My high school English teacher Bud Stillman went to a jazz club to hear Charles Mingus. He got a seat close to the bandstand for his wife and himself. They took their seats and the band started playing. While the Mingus group was playing, Mr. Stillman told his wife, in his gravely voice, “Mingus is really good.” Then Mingus stopped the band and wouldn’t play again until the Stillmans were told to leave. He insisted on complete quiet. I don’t even think Mingus allowed for the traditional applause at the end of solos. It seemed that Mingus wanted the same silence for his music that was an accepted tradition in Western classical music.
People like to go to bars and restaurants to hear music because they are permitted to drink, eat and converse. So Mingus’s call for quiet went against social expectations. I can partly agree with the Mingus approach because it is distracting to concentrate when people are talking and ordering food and drinks. But it is something I expect when I play at these venues. Sometimes it gets out of hand. At Slug’s, a jazz spot in the East Village, someone was bored by the bass solo so he put on a classical music program on his portable radio. Fortunately the patron complied when the bartender told him to turn it off after five tense minutes elapsed.
A musician who played with me in the 1980s believed that audiences had become louder in recent years after recorded music replaced live musicians. Accustomed to talking over recorded music, patrons were habituated to disregarding music even when it was produced by musicians performing right in front of them. It’s an interesting theory, but nothing that you could really prove.
While in jazz, positive audience response at any point of a performance is fully accepted, in Western classical music, the rules are different. Total silence is expected. The custom goes back to the pre-World War II years when conductors such as Arturo Toscanini and Leopold Stokowski, the rock stars of the era, insisted on silence, and their countless fans acquiesced. Is there a musical justification for maintaining silence? Here’s what composer Reena Esmail says:
We use our music to transport our listeners from the concert hall to another private world, created by the interaction of the listener’s imagination and the music. This event demands complete silence and a great deal of focus. No one dare cough, breathe too loudly, or rustle a bag for fear of puncturing that delicate sonic plane.
https://newmusicusa.org/nmbx/observations-on-the-culture-of-hindustani-classical-music/
In opera, the audience applauds vigorously after a great aria. But in classical music you aren’t supposed to applaud after an analogous spot in a concerto—the cadenza. The cadenza is a spot in a concerto movement when the soloist plays without orchestral accompaniment. Who dares to applaud at the end of a cadenza? Well, one of my siblings, for one. My father and mother were excited to hear cellist Mstislav Rostropovich as soloist in a concerto and brought the entire family. When Rostropovich finished his cadenza, one of my siblings burst into loud applause, accompanied by…no one else! The following day, the New York Times music reporter commented on “the sometime unruly audience.”
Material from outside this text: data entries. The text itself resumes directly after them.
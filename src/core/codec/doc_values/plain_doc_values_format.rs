// Copyright 2019 Zhizhesihai (Beijing) Technology Limited.
//
// Licensed under the Apache License, Version 2.0 (the "License");
// you may not use this file except in compliance with the License.
// You may obtain a copy of the License at
//
//     http://www.apache.org/licenses/LICENSE-2.0
//
// Unless required by applicable law or agreed to in writing, software
// distributed under the License is distributed on an "AS IS" BASIS,
// See the License for the specific language governing permissions and
// limitations under the License.

use core::codec::codec_util;
use core::codec::doc_values::{DocValuesConsumer, DocValuesFormat};
use core::codec::field_infos::{FieldInfo, FieldInfos};
use core::codec::segment_infos::{segment_file_name, SegmentInfo, SegmentWriteState};
use core::doc::DocValuesType;
use core::store::directory::Directory;
use core::store::io::{ByteArrayDataInput, DataInput, DataOutput, IndexOutput};

use error::ErrorKind::{CorruptIndex, IllegalArgument, IllegalState};
use error::Result;

use std::collections::HashMap;
use std::io::Read;

pub const DATA_CODEC: &str = "PlainDocValuesData";
pub const DATA_EXTENSION: &str = "dvd";
pub const VERSION_START: i32 = 0;
pub const VERSION_CURRENT: i32 = VERSION_START;

/// All doc values fields of a segment in one file: for every field its
/// number, its type and then the column, end marked by -1.
#[derive(Copy, Clone, Debug, Default)]
pub struct PlainDocValuesFormat;

impl DocValuesFormat for PlainDocValuesFormat {
    type Consumer = PlainDocValuesConsumer;

    fn fields_consumer(&self, state: &SegmentWriteState) -> Result<PlainDocValuesConsumer> {
        PlainDocValuesConsumer::new(state)
    }

    fn name(&self) -> &str {
        "Plain"
    }
}

/// Writer for `PlainDocValuesFormat`
pub struct PlainDocValuesConsumer {
    data: Box<dyn IndexOutput>,
    max_doc: usize,
    finished: bool,
}

impl PlainDocValuesConsumer {
    pub fn new(state: &SegmentWriteState) -> Result<PlainDocValuesConsumer> {
        let name = state.file_name(DATA_EXTENSION);
        let mut data = state.directory.create_output(&name, &state.context)?;
        codec_util::write_index_header(
            &mut data,
            DATA_CODEC,
            VERSION_CURRENT,
            state.segment_info.get_id(),
            &state.segment_suffix,
        )?;
        Ok(PlainDocValuesConsumer {
            data,
            max_doc: state.segment_info.max_doc() as usize,
            finished: false,
        })
    }

    fn start_field(
        &mut self,
        field_info: &FieldInfo,
        dv_type: DocValuesType,
        docs: usize,
    ) -> Result<()> {
        if self.finished {
            bail!(IllegalState("doc values consumer is already finished".into()));
        }
        if docs != self.max_doc {
            bail!(IllegalArgument(format!(
                "illegal doc values for field {}, expected count={}, got={}",
                field_info.name, self.max_doc, docs
            )));
        }
        self.data.write_vint(field_info.number as i32)?;
        self.data.write_byte(dv_type.value())
    }

    fn write_bytes_value(&mut self, value: &[u8]) -> Result<()> {
        self.data.write_vint(value.len() as i32)?;
        self.data.write_bytes(value, 0, value.len())
    }
}

impl DocValuesConsumer for PlainDocValuesConsumer {
    fn add_numeric_field(&mut self, field_info: &FieldInfo, values: &[Option<i64>]) -> Result<()> {
        self.start_field(field_info, DocValuesType::Numeric, values.len())?;
        for v in values {
            match *v {
                Some(v) => {
                    self.data.write_byte(1)?;
                    self.data.write_long(v)?;
                }
                None => self.data.write_byte(0)?,
            }
        }
        Ok(())
    }

    fn add_binary_field(&mut self, field_info: &FieldInfo, values: &[Option<&[u8]>]) -> Result<()> {
        self.start_field(field_info, DocValuesType::Binary, values.len())?;
        for v in values {
            match *v {
                Some(v) => {
                    self.data.write_byte(1)?;
                    self.write_bytes_value(v)?;
                }
                None => self.data.write_byte(0)?,
            }
        }
        Ok(())
    }

    fn add_sorted_field(
        &mut self,
        field_info: &FieldInfo,
        values: &[&[u8]],
        doc_to_ord: &[i32],
    ) -> Result<()> {
        self.start_field(field_info, DocValuesType::Sorted, doc_to_ord.len())?;
        self.data.write_vint(values.len() as i32)?;
        for v in values {
            self.write_bytes_value(v)?;
        }
        for ord in doc_to_ord {
            // shifted so that missing (-1) encodes as 0
            self.data.write_vint(*ord + 1)?;
        }
        Ok(())
    }

    fn add_sorted_numeric_field(
        &mut self,
        field_info: &FieldInfo,
        doc_to_value_count: &[u32],
        values: &[i64],
    ) -> Result<()> {
        self.start_field(
            field_info,
            DocValuesType::SortedNumeric,
            doc_to_value_count.len(),
        )?;
        for count in doc_to_value_count {
            self.data.write_vint(*count as i32)?;
        }
        self.data.write_vint(values.len() as i32)?;
        for v in values {
            self.data.write_long(*v)?;
        }
        Ok(())
    }

    fn add_sorted_set_field(
        &mut self,
        field_info: &FieldInfo,
        values: &[&[u8]],
        doc_to_ord_count: &[u32],
        ords: &[i64],
    ) -> Result<()> {
        self.start_field(field_info, DocValuesType::SortedSet, doc_to_ord_count.len())?;
        self.data.write_vint(values.len() as i32)?;
        for v in values {
            self.write_bytes_value(v)?;
        }
        for count in doc_to_ord_count {
            self.data.write_vint(*count as i32)?;
        }
        self.data.write_vint(ords.len() as i32)?;
        for ord in ords {
            self.data.write_vlong(*ord)?;
        }
        Ok(())
    }

    fn finish(&mut self) -> Result<()> {
        if self.finished {
            return Ok(());
        }
        self.finished = true;
        // EOF marker
        self.data.write_vint(-1)?;
        codec_util::write_footer(&mut self.data)
    }
}

/// A decoded doc values column, one entry per document.
#[derive(Debug, Clone, PartialEq)]
pub enum DocValuesColumn {
    Numeric(Vec<Option<i64>>),
    Binary(Vec<Option<Vec<u8>>>),
    Sorted {
        values: Vec<Vec<u8>>,
        doc_to_ord: Vec<i32>,
    },
    SortedNumeric(Vec<Vec<i64>>),
    SortedSet {
        values: Vec<Vec<u8>>,
        doc_to_ords: Vec<Vec<i64>>,
    },
}

/// Reader for `PlainDocValuesFormat`.
pub struct PlainDocValuesReader {
    columns: HashMap<String, DocValuesColumn>,
}

impl PlainDocValuesReader {
    pub fn open(
        directory: &dyn Directory,
        si: &SegmentInfo,
        field_infos: &FieldInfos,
    ) -> Result<PlainDocValuesReader> {
        let max_doc = si.max_doc() as usize;
        let name = segment_file_name(&si.name, "", DATA_EXTENSION);
        let mut input = directory.open_input(&name)?;
        codec_util::check_footer(&input)?;
        codec_util::check_index_header(
            &mut input,
            DATA_CODEC,
            VERSION_START,
            VERSION_CURRENT,
            &si.id,
            "",
        )?;

        let mut columns = HashMap::new();
        loop {
            let number = input.read_vint()?;
            if number == -1 {
                break;
            }
            let info = match field_infos.field_info_by_number(number as u32) {
                Some(info) => info,
                None => bail!(CorruptIndex(format!("invalid field number: {}", number))),
            };
            let dv_type = DocValuesType::from_value(input.read_byte()?)?;
            if dv_type != info.doc_values_type {
                bail!(CorruptIndex(format!(
                    "field {} has doc values type {:?} but field infos say {:?}",
                    info.name, dv_type, info.doc_values_type
                )));
            }
            let column = Self::read_column(&mut input, dv_type, max_doc)?;
            columns.insert(info.name.clone(), column);
        }
        Ok(PlainDocValuesReader { columns })
    }

    fn read_bytes_value(input: &mut ByteArrayDataInput) -> Result<Vec<u8>> {
        let len = input.read_vint()?;
        if len < 0 {
            bail!(CorruptIndex(format!("negative value length: {}", len)));
        }
        let mut value = vec![0u8; len as usize];
        input.read_exact(&mut value)?;
        Ok(value)
    }

    fn read_values(input: &mut ByteArrayDataInput) -> Result<Vec<Vec<u8>>> {
        let count = input.read_vint()?;
        let mut values = Vec::with_capacity(count.max(0) as usize);
        for _ in 0..count {
            values.push(Self::read_bytes_value(input)?);
        }
        Ok(values)
    }

    fn read_counts(input: &mut ByteArrayDataInput, max_doc: usize) -> Result<Vec<usize>> {
        let mut counts = Vec::with_capacity(max_doc);
        for _ in 0..max_doc {
            counts.push(input.read_vint()?.max(0) as usize);
        }
        Ok(counts)
    }

    fn read_column(
        input: &mut ByteArrayDataInput,
        dv_type: DocValuesType,
        max_doc: usize,
    ) -> Result<DocValuesColumn> {
        let column = match dv_type {
            DocValuesType::Numeric => {
                let mut values = Vec::with_capacity(max_doc);
                for _ in 0..max_doc {
                    if input.read_byte()? != 0 {
                        values.push(Some(input.read_long()?));
                    } else {
                        values.push(None);
                    }
                }
                DocValuesColumn::Numeric(values)
            }
            DocValuesType::Binary => {
                let mut values = Vec::with_capacity(max_doc);
                for _ in 0..max_doc {
                    if input.read_byte()? != 0 {
                        values.push(Some(Self::read_bytes_value(input)?));
                    } else {
                        values.push(None);
                    }
                }
                DocValuesColumn::Binary(values)
            }
            DocValuesType::Sorted => {
                let values = Self::read_values(input)?;
                let mut doc_to_ord = Vec::with_capacity(max_doc);
                for _ in 0..max_doc {
                    doc_to_ord.push(input.read_vint()? - 1);
                }
                DocValuesColumn::Sorted { values, doc_to_ord }
            }
            DocValuesType::SortedNumeric => {
                let counts = Self::read_counts(input, max_doc)?;
                input.read_vint()?;
                let mut docs = Vec::with_capacity(max_doc);
                for count in counts {
                    let mut values = Vec::with_capacity(count);
                    for _ in 0..count {
                        values.push(input.read_long()?);
                    }
                    docs.push(values);
                }
                DocValuesColumn::SortedNumeric(docs)
            }
            DocValuesType::SortedSet => {
                let values = Self::read_values(input)?;
                let counts = Self::read_counts(input, max_doc)?;
                input.read_vint()?;
                let mut doc_to_ords = Vec::with_capacity(max_doc);
                for count in counts {
                    let mut ords = Vec::with_capacity(count);
                    for _ in 0..count {
                        ords.push(input.read_vlong()?);
                    }
                    doc_to_ords.push(ords);
                }
                DocValuesColumn::SortedSet {
                    values,
                    doc_to_ords,
                }
            }
            DocValuesType::Null => bail!(CorruptIndex("doc values field without a type".into())),
        };
        Ok(column)
    }

    pub fn column(&self, field: &str) -> Option<&DocValuesColumn> {
        self.columns.get(field)
    }
}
Reena Esmail received a Guggenheim grant to study the northern branch of Indian classical music known as Hindustani music. She wrote about her experiences in a fascinating article entitled “Observations on the Culture of Hindustani Classical Music.” Esmail was born in the United States to parents with an Indian heritage, and studied Western classical music from an early age. This grant provided an opportunity to study the music of her ancestors. In some ways she was stuck between two different musical worlds, so she was led to make comparisons between them. While in Western concert halls, audiences are expected to remain seated at least until the end of a piece, in India people walk all over the hall, set up tripods to take photos, and even walk up to the performers to take a photo. While Indian musicians tailor their performances to Western audiences by reducing the length of each piece, In India each piece can last a long time, so it’s not uncommon for audience members to leave the hall for a bit and then return. They talk during the performance, sometimes at great length. “After a particularly virtuosic or ingenious passage, there will be loud remarks of approval (Arre wah! Aesa!–Oh, wow! That’s the way!).”
In her travels within India Esmail met an Indian author in a train who told her that he likes a lot of types of music, but the unnatural behavior in concert halls has made him uncomfortable with Western classical music. What a shame.
Mingus's career went through the transitional period jazz stopped being dance music primarily. The word jazz itself was rejected. The audience dancing, drinking, and socializing became the audience silently auditing the Music, and after a time, in some places, the Music became archival. Did Armstrong or Ellington or Parker ever comment on the changing ethos? I wonder what Gillespie really thought. He was reverential about the music but he was also an entertainer. I saw him a number of times -- he controlled the show with music and humor, although he was critical of Armstrong for his performance style. My guess is that Dizzy wouldn't have taken kindly to loud talking during his performance, unless he asked for it.
In the NYC choral music concerts I sing and attend, the etiquette you describe is observed. People do not applaud between movements or after cadenzas. Not so in suburban areas, though, where such concerts are less frequent. The audience applauds when the music stops, whatever the reason, out of appreciation, not indifference. Once it is understood in that sense, I hope that the performers accept it in that spirit. If absolute silence is needed, I would expect them to request it, as they do the silencing of phones.